Miranda Anak Yang Disisihkan
Miranda Aditama beberapa hari lagi akan berusia delapan belas tahun. Kulitnya kusam dan kurang terawat untuk seorang anak miliarder, pakaiannya sederhana bahkan sedikit lusuh. Dengan mengenakan seragam putih abu-abu, ia melangkah mendekati ayahnya, Handoko Aditama, yang sedang sibuk dengan tabletnya. Handoko merupakan seorang kontraktor sukses dengan aset miliaran.
Hari ini adalah hari bersejarah bagi Miranda. Ya, hari ini adalah hari pembagian ijazah. Diantar orang tua tentu saja menjadi sebuah kebahagiaan, dan tampaknya itu hal yang sangat mahal bagi Miranda Aditama. Meski sepertinya ayahnya tidak akan datang, Miranda tidak mau menyerah. Ia harus mencoba.
“Maaf, Ayah, menganggu,” ucap Miranda pelan.
Handoko meletakkan tablet dan kacamatanya.
“Ada apa?” tanya Handoko sambil menatapnya.
“Ayah, bisakah hari ini Ayah datang ke sekolah? Hari ini hari kelulusan aku,” ucap Miranda dengan suara yang sedikit gugup.
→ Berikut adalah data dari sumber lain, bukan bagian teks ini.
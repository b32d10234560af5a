//! Shared in-memory fakes for coordinator and scheduler tests.

use std::collections::HashMap;
use std::future::Future;
use std::sync::atomic::{AtomicBool, AtomicUsize, Ordering};
use std::sync::{Arc, Mutex};

use serde_json::Value;
use statuspage_client::{Incident, IncidentSet, IncidentStatus, StatusPageError};

use crate::banner::{BannerDisplay, BannerHandle};
use crate::scheduler::IncidentSource;
use crate::settings::{ChangeCallback, SettingsError, SettingsStore};

pub fn incident(id: &str) -> Incident {
    Incident {
        id: id.into(),
        name: format!("Incident {id}"),
        status: IncidentStatus::Investigating,
        shortlink: format!("https://stspg.io/{id}"),
        page_id: "testpage".into(),
    }
}

pub fn incident_set(ids: &[&str]) -> IncidentSet {
    ids.iter().map(|id| (id.to_string(), incident(id))).collect()
}

/// Banner handle whose close behavior is controlled by the test.
pub struct FakeBanner {
    dismissed: AtomicBool,
    closed: AtomicBool,
    close_on_dismiss: bool,
}

impl FakeBanner {
    pub fn mark_closed(&self) {
        self.closed.store(true, Ordering::SeqCst);
    }

    pub fn was_dismissed(&self) -> bool {
        self.dismissed.load(Ordering::SeqCst)
    }
}

impl BannerHandle for FakeBanner {
    fn dismiss(&self) {
        self.dismissed.store(true, Ordering::SeqCst);
        if self.close_on_dismiss {
            self.closed.store(true, Ordering::SeqCst);
        }
    }

    fn has_closed(&self) -> bool {
        self.closed.load(Ordering::SeqCst)
    }
}

/// Records every shown banner and hands out [`FakeBanner`] handles.
pub struct RecordingDisplay {
    /// Whether handles close as soon as they are dismissed, or only
    /// once the test calls [`FakeBanner::mark_closed`].
    close_on_dismiss: bool,
    shown: Mutex<Vec<(String, bool)>>,
    handles: Mutex<Vec<Arc<FakeBanner>>>,
}

impl RecordingDisplay {
    pub fn new(close_on_dismiss: bool) -> Self {
        Self {
            close_on_dismiss,
            shown: Mutex::new(Vec::new()),
            handles: Mutex::new(Vec::new()),
        }
    }

    pub fn shown(&self) -> Vec<(String, bool)> {
        self.shown.lock().unwrap().clone()
    }

    pub fn shown_count(&self) -> usize {
        self.shown.lock().unwrap().len()
    }

    pub fn handle(&self, index: usize) -> Arc<FakeBanner> {
        self.handles.lock().unwrap()[index].clone()
    }
}

impl BannerDisplay for RecordingDisplay {
    fn show(&self, html: &str, persistent: bool) -> Arc<dyn BannerHandle> {
        let handle = Arc::new(FakeBanner {
            dismissed: AtomicBool::new(false),
            closed: AtomicBool::new(false),
            close_on_dismiss: self.close_on_dismiss,
        });
        self.shown.lock().unwrap().push((html.to_string(), persistent));
        self.handles.lock().unwrap().push(handle.clone());
        handle
    }
}

/// In-memory settings store with working change notification.
#[derive(Default)]
pub struct MemorySettings {
    values: Mutex<HashMap<String, Value>>,
    callbacks: Mutex<HashMap<String, Vec<ChangeCallback>>>,
    saves: AtomicUsize,
    fail_writes: AtomicBool,
}

impl MemorySettings {
    pub fn with_value(self, key: &str, value: Value) -> Self {
        self.values.lock().unwrap().insert(key.to_string(), value);
        self
    }

    pub fn fail_writes(&self) {
        self.fail_writes.store(true, Ordering::SeqCst);
    }

    pub fn save_count(&self) -> usize {
        self.saves.load(Ordering::SeqCst)
    }

    /// Write a value and fire registered change callbacks, the way a
    /// host settings UI would.
    pub fn set(&self, key: &str, value: Value) {
        self.values
            .lock()
            .unwrap()
            .insert(key.to_string(), value.clone());
        if let Some(callbacks) = self.callbacks.lock().unwrap().get(key) {
            for callback in callbacks {
                callback(&value);
            }
        }
    }
}

impl SettingsStore for MemorySettings {
    fn get_bool(&self, key: &str) -> Option<bool> {
        self.values.lock().unwrap().get(key).and_then(Value::as_bool)
    }

    fn get_number(&self, key: &str) -> Option<f64> {
        self.values.lock().unwrap().get(key).and_then(Value::as_f64)
    }

    fn get_json(&self, key: &str) -> Option<Value> {
        self.values.lock().unwrap().get(key).cloned()
    }

    fn set_json(&self, key: &str, value: Value) -> Result<(), SettingsError> {
        if self.fail_writes.load(Ordering::SeqCst) {
            return Err(SettingsError::Write {
                key: key.to_string(),
                message: "store is read-only".into(),
            });
        }
        self.values.lock().unwrap().insert(key.to_string(), value);
        Ok(())
    }

    fn save(&self) -> Result<(), SettingsError> {
        if self.fail_writes.load(Ordering::SeqCst) {
            return Err(SettingsError::Flush("store is read-only".into()));
        }
        self.saves.fetch_add(1, Ordering::SeqCst);
        Ok(())
    }

    fn on_change(&self, key: &str, callback: ChangeCallback) {
        self.callbacks
            .lock()
            .unwrap()
            .entry(key.to_string())
            .or_default()
            .push(callback);
    }
}

/// Incident source returning a fixed set, counting fetches.
pub struct StaticSource {
    set: Mutex<IncidentSet>,
    fetches: AtomicUsize,
    fail: AtomicBool,
}

impl StaticSource {
    pub fn new(set: IncidentSet) -> Self {
        Self {
            set: Mutex::new(set),
            fetches: AtomicUsize::new(0),
            fail: AtomicBool::new(false),
        }
    }

    pub fn set_incidents(&self, set: IncidentSet) {
        *self.set.lock().unwrap() = set;
    }

    pub fn fail_next_fetches(&self, fail: bool) {
        self.fail.store(fail, Ordering::SeqCst);
    }

    pub fn fetch_count(&self) -> usize {
        self.fetches.load(Ordering::SeqCst)
    }
}

impl IncidentSource for StaticSource {
    fn fetch_unresolved(
        &self,
    ) -> impl Future<Output = Result<IncidentSet, StatusPageError>> + Send {
        self.fetches.fetch_add(1, Ordering::SeqCst);
        let result = if self.fail.load(Ordering::SeqCst) {
            Err(StatusPageError::ApiError {
                status: 503,
                message: "unavailable".into(),
            })
        } else {
            Ok(self.set.lock().unwrap().clone())
        };
        async move { result }
    }
}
“Baiklah, Ayah siap-siap dulu,” ujar Handoko akhirnya.
Betapa senangnya hati Miranda. Ternyata ayahnya bersedia datang mengambil ijazahnya.
Miranda duduk di teras dengan senyum ceria.
“Kenapa Neng bahagia sekali hari ini?” tanya Pak Agus, tukang kebun di rumah itu.
“Ayah mau ambil ijazahku, Mang,” jawab Miranda sambil menahan haru. Ada bulir bening jatuh dari kelopak matanya.
Pak Agus ikut merasa bahagia. Nona mudanya ini pasti sedang sangat gembira. Dalam hati ia berdoa semoga Pak Handoko akan berubah.
Tak lama kemudian Handoko datang dengan jas mahal dan sepatu mengilap. Miranda merasa bangga sekali.
“Ayo, Nak. Kebetulan Ayah ada meeting. Ayah cuma punya waktu tiga jam. Cukup, kan?” kata Handoko.
“Cukup, Yah. Cukup sekali,” jawab Miranda cepat.
Handoko dan Miranda hendak melangkah ke mobil, namun tiba-tiba terdengar jeritan.
“Sayang, Lena pingsan!” teriak Miranti, ibu tiri Miranda.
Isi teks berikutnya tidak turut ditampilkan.